Se tisse de manière déséquilibrée une histoire où l’une cherche une mère et l’autre quelqu’un sur qui assoir son emprise. Il y a comme une figure vampirique incarnée par Marion Cotillard dans sa reine des neiges / Christina. Ici, la frontière entre la folie, le réel et les fantasmes s’écroule peu à peu.

Ente errance et solitude
Au cœur du récit, une jeune fille, interprétée par Clara Pacini, erre entre solitude et quête d’affection. Elle se laisse happer par une rencontre avec Christina, femme fascinante et glaçante, incarnée par Marion Cotillard. Ce duo devient rapidement l’axe dramatique central : la première cherche une mère de substitution, la seconde projette une emprise malsaine, oscillant entre séduction vampirique et cruauté glaciale. L’adolescente, fragile, s’invente une mythologie personnelle en voyant dans cette figure inquiétante une « Reine des Neiges », image protectrice mais aussi tyrannique. Ce lien toxique se déploie comme une danse macabre où l’amour, la peur et l’asservissement se mêlent. La cinéaste met en scène un jeu d’ombres psychologiques où la frontière entre l’innocence et la perversion s’efface, laissant place à un conte cruel qui s’imprime dans la mémoire du spectateur.

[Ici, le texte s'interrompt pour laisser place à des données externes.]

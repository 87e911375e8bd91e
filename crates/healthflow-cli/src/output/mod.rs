pub mod json;

use clap::ValueEnum;

#[derive(ValueEnum, Clone, Copy, Debug, Default, PartialEq, Eq)]
pub enum OutputFormat {
    #[default]
    Text,
    Json,
}

impl OutputFormat {
    pub fn is_json(self) -> bool {
        matches!(self, OutputFormat::Json)
    }
}
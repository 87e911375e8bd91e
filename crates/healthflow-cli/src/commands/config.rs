use std::path::Path;

use anyhow::Result;

use crate::cli::ConfigCommands;
use crate::output::{OutputFormat, json::print_json};
use crate::settings;

pub fn run(command: ConfigCommands, config: Option<&Path>, format: OutputFormat) -> Result<()> {
    match command {
        ConfigCommands::Path => {
            let path = settings::config_path(config)?;
            if format.is_json() {
                print_json(&serde_json::json!({ "path": path }))
            } else {
                println!("{}", path.display());
                Ok(())
            }
        }
        ConfigCommands::Show => {
            let shown = settings::masked(settings::load_settings(config)?);
            if format.is_json() {
                print_json(&shown)
            } else {
                print!("{}", toml::to_string_pretty(&shown)?);
                Ok(())
            }
        }
    }
}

Un nouveau film très esthétique après Evolution
Lucile Hadzihalilovic, après avoir marqué les esprits avec Evolution et Innocence, poursuit son exploration des territoires où l’innocence bascule dans l’inquiétude. Inspirée par les contes, mais aussi par une esthétique héritée du cinéma d’animation soviétique, elle tisse ici une fresque où la mise en scène se fait à la fois picturale et sensorielle. Le film est né du désir de plonger dans la psyché adolescente, là où se mêlent désir d’appartenance et crainte de l’abandon. La cinéaste confie avoir voulu revisiter la figure de la Reine des Neiges, non pas comme une héroïne protectrice, mais comme une incarnation vampirique et ambiguë, symbole de l’illusion des repères parentaux.

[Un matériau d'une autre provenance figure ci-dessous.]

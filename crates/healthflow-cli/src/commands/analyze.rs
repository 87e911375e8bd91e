use std::path::Path;

use anyhow::Result;
use healthflow_spark::{ChatClient, ChatRequest, SendOptions};
use serde::Serialize;
use tokio_util::sync::CancellationToken;
use tracing::debug;

use crate::cli::AnalyzeArgs;
use crate::output::{OutputFormat, json::print_json};
use crate::records::{AnalysisPlan, indicator, load_records, plan_indicator_analysis};
use crate::settings;

#[derive(Debug, Serialize)]
pub struct AnalysisReport {
    pub indicator: String,
    pub analysis: Option<String>,
    pub notice: Option<String>,
}

pub async fn run(args: AnalyzeArgs, config: Option<&Path>, format: OutputFormat) -> Result<()> {
    if indicator(&args.indicator).is_none() {
        debug!("No metadata for indicator '{}', using the id as its name", args.indicator);
    }

    let records = settings::records_path(args.records.as_deref())
        .map(|path| load_records(&path))
        .unwrap_or_default();
    let plan = plan_indicator_analysis(&records, &args.indicator, args.user.as_deref());

    // Nothing to send: answer without touching the network or credentials.
    let report = match plan {
        AnalysisPlan::Insufficient(notice) => AnalysisReport {
            indicator: args.indicator,
            analysis: None,
            notice: Some(notice),
        },
        AnalysisPlan::Prompt(prompt) => {
            let client = settings::build_client(config)?;
            let cancel = CancellationToken::new();
            let interrupt = super::cancel_on_interrupt(cancel.clone());
            let result = analyze(&client, &args, prompt, cancel).await;
            interrupt.abort();
            result?
        }
    };

    if format.is_json() {
        return print_json(&report);
    }
    match (&report.analysis, &report.notice) {
        (Some(analysis), _) => println!("{analysis}"),
        (None, Some(notice)) => println!("{notice}"),
        (None, None) => {}
    }
    Ok(())
}

pub async fn analyze(
    client: &dyn ChatClient,
    args: &AnalyzeArgs,
    prompt: String,
    cancel: CancellationToken,
) -> Result<AnalysisReport> {
    let mut request = ChatRequest::new(prompt);
    if let Some(user) = &args.user {
        request = request.with_user_tag(user.clone());
    }
    let options = SendOptions::default().with_cancellation(cancel);
    let analysis = client.chat_with(request, options).await?;

    Ok(AnalysisReport {
        indicator: args.indicator.clone(),
        analysis: Some(analysis),
        notice: None,
    })
}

Le saviez-vous ? Clara Pacini a travaillé plusieurs mois avec la réalisatrice pour explorer le langage corporel de l’adolescence blessée, sans jamais tomber dans le mélodrame. De même, certaines séquences ont été conçues comme des tableaux vivants inspirés de gravures et d’illustrations anciennes, donnant au film une texture intemporelle. Enfin, Marion Cotillard a proposé d’ajouter au personnage de Christina une gestuelle presque chorégraphiée, héritée de ses recherches sur les rôles théâtraux, afin de renforcer l’aura hypnotique et prédatrice de cette « reine » qui règne sur l’inconscient de l’héroïne.

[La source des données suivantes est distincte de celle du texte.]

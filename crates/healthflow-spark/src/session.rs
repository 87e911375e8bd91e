//! Streaming session state machine
//!
//! One session owns one connection for one exchange:
//!
//! ```text
//! Idle -> Connecting -> Streaming -> { Completed | Failed | TimedOut }
//! ```
//!
//! [`SessionMachine`] is the pure transition function; [`StreamingSession`]
//! drives it from transport events, the deadline and the cancellation token.
//! Terminal states are final, so every session yields exactly one outcome.

use std::sync::Arc;
use std::time::Duration;

use tokio::time::Instant;
use tokio_util::sync::CancellationToken;
use tracing::{debug, info, warn};
use url::Url;

use crate::aggregator::ResponseAggregator;
use crate::error::{Result, SparkError};
use crate::frame::{StreamFrame, TokenUsage};
use crate::observer::FrameObserver;
use crate::transport::{Connection, Connector, TransportEvent};

/// Upper bound on waiting for a close handshake after a terminal transition.
const CLOSE_GRACE: Duration = Duration::from_secs(1);

#[derive(Debug, Clone, Copy, PartialEq, Eq)]
pub enum SessionState {
    Idle,
    Connecting,
    Streaming,
    Completed,
    Failed,
    TimedOut,
}

impl SessionState {
    pub fn is_terminal(self) -> bool {
        matches!(
            self,
            SessionState::Completed | SessionState::Failed | SessionState::TimedOut
        )
    }
}

/// Inputs the machine reacts to.
#[derive(Debug, Clone, PartialEq, Eq)]
pub enum SessionInput {
    Opened,
    Frame(String),
    TransportError(String),
    Closed,
    DeadlineElapsed,
    Cancelled,
}

impl From<TransportEvent> for SessionInput {
    fn from(event: TransportEvent) -> Self {
        match event {
            TransportEvent::Message(raw) => SessionInput::Frame(raw),
            TransportEvent::Closed => SessionInput::Closed,
            TransportEvent::Error(message) => SessionInput::TransportError(message),
        }
    }
}

/// Why a connection attempt produced no connection.
#[derive(Debug, Clone, PartialEq, Eq)]
pub enum ConnectFailure {
    Transport(String),
    DeadlineElapsed,
    Cancelled,
}

/// Terminal transition produced by the machine.
#[derive(Debug)]
pub struct Finished {
    pub state: SessionState,
    pub outcome: Result<String>,
    pub close_transport: bool,
}

/// What the driver must do after feeding an input.
#[derive(Debug)]
pub enum Step {
    /// Keep receiving.
    Continue,
    /// Write the serialized envelope.
    Transmit(String),
    /// The session reached a terminal state.
    Finish(Finished),
    /// Input arrived in a state that does not accept it.
    Ignored,
}

pub struct SessionMachine {
    state: SessionState,
    envelope: Option<String>,
    aggregator: ResponseAggregator,
    frames: usize,
    usage: Option<TokenUsage>,
    timeout: Duration,
    observer: Option<Arc<dyn FrameObserver>>,
}

impl SessionMachine {
    pub fn new(envelope_json: String, timeout: Duration) -> Self {
        Self {
            state: SessionState::Idle,
            envelope: Some(envelope_json),
            aggregator: ResponseAggregator::new(),
            frames: 0,
            usage: None,
            timeout,
            observer: None,
        }
    }

    pub fn with_observer(mut self, observer: Arc<dyn FrameObserver>) -> Self {
        self.observer = Some(observer);
        self
    }

    pub fn state(&self) -> SessionState {
        self.state
    }

    pub fn frames_received(&self) -> usize {
        self.frames
    }

    pub fn usage(&self) -> Option<&TokenUsage> {
        self.usage.as_ref()
    }

    /// Idle -> Connecting. Returns false if already started.
    pub fn start(&mut self) -> bool {
        if self.state != SessionState::Idle {
            return false;
        }
        self.state = SessionState::Connecting;
        true
    }

    /// Connecting -> terminal when no connection was established. Nothing
    /// is left to close.
    pub fn fail_connect(&mut self, failure: ConnectFailure) -> Finished {
        let (state, error) = match failure {
            ConnectFailure::Transport(message) => {
                (SessionState::Failed, SparkError::Transport(message))
            }
            ConnectFailure::DeadlineElapsed => (
                SessionState::TimedOut,
                SparkError::DeadlineExceeded(self.timeout.as_secs()),
            ),
            ConnectFailure::Cancelled => (SessionState::Failed, SparkError::Cancelled),
        };
        self.settle(state, Err(error), false)
    }

    pub fn handle(&mut self, input: SessionInput) -> Step {
        if self.state.is_terminal() || self.state == SessionState::Idle {
            return Step::Ignored;
        }

        match input {
            SessionInput::Opened => self.on_open(),
            SessionInput::Frame(raw) => self.on_frame(&raw),
            SessionInput::TransportError(message) => {
                self.finish(SessionState::Failed, Err(SparkError::Transport(message)), true)
            }
            SessionInput::Closed => {
                self.finish(SessionState::Failed, Err(SparkError::IncompleteStream), false)
            }
            SessionInput::DeadlineElapsed => self.finish(
                SessionState::TimedOut,
                Err(SparkError::DeadlineExceeded(self.timeout.as_secs())),
                true,
            ),
            SessionInput::Cancelled => {
                self.finish(SessionState::Failed, Err(SparkError::Cancelled), true)
            }
        }
    }

    fn on_open(&mut self) -> Step {
        if self.state != SessionState::Connecting {
            return Step::Ignored;
        }
        match self.envelope.take() {
            Some(envelope) => {
                self.state = SessionState::Streaming;
                Step::Transmit(envelope)
            }
            None => Step::Ignored,
        }
    }

    fn on_frame(&mut self, raw: &str) -> Step {
        if self.state != SessionState::Streaming {
            return Step::Ignored;
        }
        self.frames += 1;

        let frame = match StreamFrame::decode(raw) {
            Ok(frame) => frame,
            Err(e) => {
                warn!("Undecodable frame #{}: {}", self.frames, e);
                return self.finish(SessionState::Failed, Err(e), true);
            }
        };
        debug!(
            "Frame #{}: status={} code={}",
            self.frames, frame.status, frame.code
        );

        if frame.is_error() {
            let message = frame
                .message
                .unwrap_or_else(|| "unknown error".to_string());
            warn!("Remote service error {}: {}", frame.code, message);
            return self.finish(
                SessionState::Failed,
                Err(SparkError::RemoteProtocol {
                    code: frame.code,
                    message,
                }),
                true,
            );
        }

        if let Some(delta) = self.aggregator.push(&frame)
            && !delta.is_empty()
            && let Some(observer) = &self.observer
        {
            observer.on_delta(delta);
        }
        if frame.usage.is_some() {
            self.usage = frame.usage.clone();
        }

        if frame.is_final() {
            let reply = std::mem::take(&mut self.aggregator).into_reply();
            return self.finish(SessionState::Completed, Ok(reply), true);
        }
        Step::Continue
    }

    fn finish(&mut self, state: SessionState, outcome: Result<String>, close: bool) -> Step {
        Step::Finish(self.settle(state, outcome, close))
    }

    fn settle(&mut self, state: SessionState, outcome: Result<String>, close: bool) -> Finished {
        self.state = state;
        Finished {
            state,
            outcome,
            close_transport: close,
        }
    }
}

/// Observable summary of a finished session.
#[derive(Debug, Clone, PartialEq)]
pub struct SessionReport {
    pub state: SessionState,
    pub frames: usize,
    pub usage: Option<TokenUsage>,
    pub elapsed: Duration,
}

#[derive(Debug)]
pub struct SessionOutcome {
    pub result: Result<String>,
    pub report: SessionReport,
}

/// Drives one [`SessionMachine`] over one connection.
pub struct StreamingSession {
    machine: SessionMachine,
    connector: Arc<dyn Connector>,
    timeout: Duration,
    cancel: CancellationToken,
}

impl StreamingSession {
    pub fn new(machine: SessionMachine, connector: Arc<dyn Connector>, timeout: Duration) -> Self {
        Self {
            machine,
            connector,
            timeout,
            cancel: CancellationToken::new(),
        }
    }

    pub fn with_cancellation(mut self, cancel: CancellationToken) -> Self {
        self.cancel = cancel;
        self
    }

    /// Run the exchange against `url` to its single terminal outcome.
    pub async fn run(mut self, url: Url) -> SessionOutcome {
        let started = Instant::now();
        // Armed before the connection attempt; dropped with the session.
        let deadline = tokio::time::sleep(self.timeout);
        tokio::pin!(deadline);
        let cancel = self.cancel.clone();

        self.machine.start();

        let connected = tokio::select! {
            biased;
            _ = cancel.cancelled() => Err(ConnectFailure::Cancelled),
            _ = &mut deadline => Err(ConnectFailure::DeadlineElapsed),
            result = self.connector.connect(&url) => {
                result.map_err(|e| ConnectFailure::Transport(e.0))
            }
        };

        let mut connection: Box<dyn Connection> = match connected {
            Ok(connection) => connection,
            Err(failure) => {
                let finished = self.machine.fail_connect(failure);
                return self.conclude(finished, started);
            }
        };

        let mut step = self.machine.handle(SessionInput::Opened);
        let finished = loop {
            let input = match step {
                Step::Finish(finished) => break finished,
                Step::Transmit(envelope) => {
                    debug!("Sending request envelope ({} bytes)", envelope.len());
                    tokio::select! {
                        biased;
                        _ = cancel.cancelled() => Some(SessionInput::Cancelled),
                        _ = &mut deadline => Some(SessionInput::DeadlineElapsed),
                        sent = connection.send_text(envelope) => {
                            sent.err().map(|e| SessionInput::TransportError(e.0))
                        }
                    }
                }
                Step::Continue | Step::Ignored => {
                    tokio::select! {
                        biased;
                        _ = cancel.cancelled() => Some(SessionInput::Cancelled),
                        _ = &mut deadline => Some(SessionInput::DeadlineElapsed),
                        event = connection.next_event() => Some(SessionInput::from(event)),
                    }
                }
            };

            step = match input {
                Some(input) => self.machine.handle(input),
                None => Step::Continue,
            };
        };

        if finished.close_transport
            && tokio::time::timeout(CLOSE_GRACE, connection.close())
                .await
                .is_err()
        {
            debug!("Close handshake did not finish within {:?}", CLOSE_GRACE);
        }

        self.conclude(finished, started)
    }

    fn conclude(self, finished: Finished, started: Instant) -> SessionOutcome {
        let report = SessionReport {
            state: finished.state,
            frames: self.machine.frames_received(),
            usage: self.machine.usage().cloned(),
            elapsed: started.elapsed(),
        };

        match &finished.outcome {
            Ok(text) => info!(
                "Session completed: {} frames, {} chars in {:?}",
                report.frames,
                text.chars().count(),
                report.elapsed
            ),
            Err(e) => warn!("Session ended in {:?}: {}", finished.state, e),
        }

        SessionOutcome {
            result: finished.outcome,
            report,
        }
    }
}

La nuance masculine du film
Ici, toutes les figures féminines semblent marquées par la blessure, l’obsession ou la prédation. Pourtant, un homme traverse ce monde comme une ombre discrète : August Diehl (Max) incarne ce contrepoint fragile, presque étranger à la logique infernale qui unit Clara et Christina. Son personnage, à la fois spectateur et témoin, n’apaise rien, mais offre une respiration, un rappel d’une normalité possible hors du cercle toxique. Il ne sauve pas, il ne condamne pas non plus : il flotte dans l’entre-deux, soulignant par contraste l’intensité des passions et l’étouffement des héroïnes.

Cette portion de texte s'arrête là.